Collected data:
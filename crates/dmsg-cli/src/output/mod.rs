//! Output formatting utilities for the CLI
//!
//! Tables for whitelists and key pairs, plus colored one-line status
//! messages.

use tabled::{settings::Style, Table, Tabled};

use dmsg_protocol::PubKey;

/// Format whitelisted keys as a table
///
/// Returns "Whitelist is empty" when there is nothing to show.
pub fn format_whitelist(keys: &[PubKey]) -> String {
    if keys.is_empty() {
        return "Whitelist is empty".to_string();
    }

    #[derive(Tabled)]
    struct KeyRow {
        #[tabled(rename = "#")]
        index: usize,
        #[tabled(rename = "PUBLIC KEY")]
        key: String,
    }

    let rows: Vec<KeyRow> = keys
        .iter()
        .enumerate()
        .map(|(i, pk)| KeyRow {
            index: i + 1,
            key: pk.to_hex(),
        })
        .collect();

    Table::new(rows).with(Style::rounded()).to_string()
}

/// Format the sections of a loaded configuration as a summary table
pub fn format_settings(settings: &[(&str, String)]) -> String {
    #[derive(Tabled)]
    struct SettingRow {
        #[tabled(rename = "SETTING")]
        name: String,
        #[tabled(rename = "VALUE")]
        value: String,
    }

    let rows: Vec<SettingRow> = settings
        .iter()
        .map(|(name, value)| SettingRow {
            name: name.to_string(),
            value: value.clone(),
        })
        .collect();

    Table::new(rows).with(Style::rounded()).to_string()
}

/// Print a success message in green with a checkmark prefix
pub fn print_success(msg: &str) {
    use crossterm::style::{Color, Print, ResetColor, SetForegroundColor};

    let mut stdout = std::io::stdout();
    let _ = crossterm::execute!(
        stdout,
        SetForegroundColor(Color::Green),
        Print("✓ "),
        ResetColor,
        Print(msg),
        Print("\n")
    );
}

/// Print an error message in red with an X prefix
///
/// Outputs to stderr.
pub fn print_error(msg: &str) {
    use crossterm::style::{Color, Print, ResetColor, SetForegroundColor};

    let mut stderr = std::io::stderr();
    let _ = crossterm::execute!(
        stderr,
        SetForegroundColor(Color::Red),
        Print("✗ "),
        ResetColor,
        Print(msg),
        Print("\n")
    );
}

/// Print a warning message in yellow to stderr
pub fn print_warning(msg: &str) {
    use crossterm::style::{Color, Print, ResetColor, SetForegroundColor};

    let mut stderr = std::io::stderr();
    let _ = crossterm::execute!(
        stderr,
        SetForegroundColor(Color::Yellow),
        Print("⚠ "),
        ResetColor,
        Print(msg),
        Print("\n")
    );
}

pub fn print_info(msg: &str) {
    use crossterm::style::{Color, Print, ResetColor, SetForegroundColor};

    let mut stdout = std::io::stdout();
    let _ = crossterm::execute!(
        stdout,
        SetForegroundColor(Color::Cyan),
        Print("ℹ "),
        ResetColor,
        Print(msg),
        Print("\n")
    );
}

#[cfg(test)]
mod tests {
    use super::*;
    use dmsg_protocol::cipher::generate_keypair;

    #[test]
    fn test_format_empty_whitelist() {
        assert_eq!(format_whitelist(&[]), "Whitelist is empty");
    }

    #[test]
    fn test_format_whitelist_lists_every_key() {
        let keys: Vec<PubKey> = (0..3).map(|_| generate_keypair().0).collect();
        let table = format_whitelist(&keys);
        assert!(table.contains("PUBLIC KEY"));
        for pk in &keys {
            assert!(table.contains(&pk.to_hex()));
        }
    }

    #[test]
    fn test_format_settings() {
        let table = format_settings(&[("pty.port", "22".to_string())]);
        assert!(table.contains("pty.port"));
        assert!(table.contains("22"));
    }
}
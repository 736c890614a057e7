//! Stream identifier type

use serde::{Deserialize, Serialize};
use std::fmt;

/// Session-scoped identifier of a stream
///
/// IDs are allocated by the side that opens the stream on a given session:
/// clients use even IDs, relay servers use odd IDs. ID 0 is never allocated.
#[derive(Debug, Clone, Copy, PartialEq, Eq, Hash, PartialOrd, Ord, Serialize, Deserialize)]
pub struct StreamId(u16);

impl StreamId {
    pub const fn new(id: u16) -> Self {
        Self(id)
    }

    pub fn as_u16(&self) -> u16 {
        self.0
    }

    /// Whether a client allocated this ID
    pub fn is_client_initiated(&self) -> bool {
        self.0 % 2 == 0
    }
}

impl fmt::Display for StreamId {
    fn fmt(&self, f: &mut fmt::Formatter<'_>) -> fmt::Result {
        write!(f, "{}", self.0)
    }
}

impl From<u16> for StreamId {
    fn from(id: u16) -> Self {
        Self(id)
    }
}

impl From<StreamId> for u16 {
    fn from(id: StreamId) -> Self {
        id.0
    }
}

Instructions to follow:
Give back every line of the data exactly.

Expected answer:
filename crates/dmsg-cli/src/output/mod.rs
//! Output formatting utilities for the CLI
//!
//! Tables for whitelists and key pairs, plus colored one-line status
//! messages.

use tabled::{settings::Style, Table, Tabled};

use dmsg_protocol::PubKey;

/// Format whitelisted keys as a table
///
/// Returns "Whitelist is empty" when there is nothing to show.
pub fn format_whitelist(keys: &[PubKey]) -> String {
    if keys.is_empty() {
        return "Whitelist is empty".to_string();
    }

    #[derive(Tabled)]
    struct KeyRow {
        #[tabled(rename = "#")]
        index: usize,
        #[tabled(rename = "PUBLIC KEY")]
        key: String,
    }

    let rows: Vec<KeyRow> = keys
        .iter()
        .enumerate()
        .map(|(i, pk)| KeyRow {
            index: i + 1,
            key: pk.to_hex(),
        })
        .collect();

    Table::new(rows).with(Style::rounded()).to_string()
}

/// Format the sections of a loaded configuration as a summary table
pub fn format_settings(settings: &[(&str, String)]) -> String {
    #[derive(Tabled)]
    struct SettingRow {
        #[tabled(rename = "SETTING")]
        name: String,
        #[tabled(rename = "VALUE")]
        value: String,
    }

    let rows: Vec<SettingRow> = settings
        .iter()
        .map(|(name, value)| SettingRow {
            name: name.to_string(),
            value: value.clone(),
        })
        .collect();

    Table::new(rows).with(Style::rounded()).to_string()
}

/// Print a success message in green with a checkmark prefix
pub fn print_success(msg: &str) {
    use crossterm::style::{Color, Print, ResetColor, SetForegroundColor};

    let mut stdout = std::io::stdout();
    let _ = crossterm::execute!(
        stdout,
        SetForegroundColor(Color::Green),
        Print("✓ "),
        ResetColor,
        Print(msg),
        Print("\n")
    );
}

/// Print an error message in red with an X prefix
///
/// Outputs to stderr.
pub fn print_error(msg: &str) {
    use crossterm::style::{Color, Print, ResetColor, SetForegroundColor};

    let mut stderr = std::io::stderr();
    let _ = crossterm::execute!(
        stderr,
        SetForegroundColor(Color::Red),
        Print("✗ "),
        ResetColor,
        Print(msg),
        Print("\n")
    );
}

/// Print a warning message in yellow to stderr
pub fn print_warning(msg: &str) {
    use crossterm::style::{Color, Print, ResetColor, SetForegroundColor};

    let mut stderr = std::io::stderr();
    let _ = crossterm::execute!(
        stderr,
        SetForegroundColor(Color::Yellow),
        Print("⚠ "),
        ResetColor,
        Print(msg),
        Print("\n")
    );
}

pub fn print_info(msg: &str) {
    use crossterm::style::{Color, Print, ResetColor, SetForegroundColor};

    let mut stdout = std::io::stdout();
    let _ = crossterm::execute!(
        stdout,
        SetForegroundColor(Color::Cyan),
        Print("ℹ "),
        ResetColor,
        Print(msg),
        Print("\n")
    );
}

#[cfg(test)]
mod tests {
    use super::*;
    use dmsg_protocol::cipher::generate_keypair;

    #[test]
    fn test_format_empty_whitelist() {
        assert_eq!(format_whitelist(&[]), "Whitelist is empty");
    }

    #[test]
    fn test_format_whitelist_lists_every_key() {
        let keys: Vec<PubKey> = (0..3).map(|_| generate_keypair().0).collect();
        let table = format_whitelist(&keys);
        assert!(table.contains("PUBLIC KEY"));
        for pk in &keys {
            assert!(table.contains(&pk.to_hex()));
        }
    }

    #[test]
    fn test_format_settings() {
        let table = format_settings(&[("pty.port", "22".to_string())]);
        assert!(table.contains("pty.port"));
        assert!(table.contains("22"));
    }
}
repository 736c890614a057e7
//! Stream identifier type

use serde::{Deserialize, Serialize};
use std::fmt;

/// Session-scoped identifier of a stream
///
/// IDs are allocated by the side that opens the stream on a given session:
/// clients use even IDs, relay servers use odd IDs. ID 0 is never allocated.
#[derive(Debug, Clone, Copy, PartialEq, Eq, Hash, PartialOrd, Ord, Serialize, Deserialize)]
pub struct StreamId(u16);

impl StreamId {
    pub const fn new(id: u16) -> Self {
        Self(id)
    }

    pub fn as_u16(&self) -> u16 {
        self.0
    }

    /// Whether a client allocated this ID
    pub fn is_client_initiated(&self) -> bool {
        self.0 % 2 == 0
    }
}

impl fmt::Display for StreamId {
    fn fmt(&self, f: &mut fmt::Formatter<'_>) -> fmt::Result {
        write!(f, "{}", self.0)
    }
}

impl From<u16> for StreamId {
    fn from(id: u16) -> Self {
        Self(id)
    }
}

impl From<StreamId> for u16 {
    fn from(id: StreamId) -> Self {
        id.0
    }
}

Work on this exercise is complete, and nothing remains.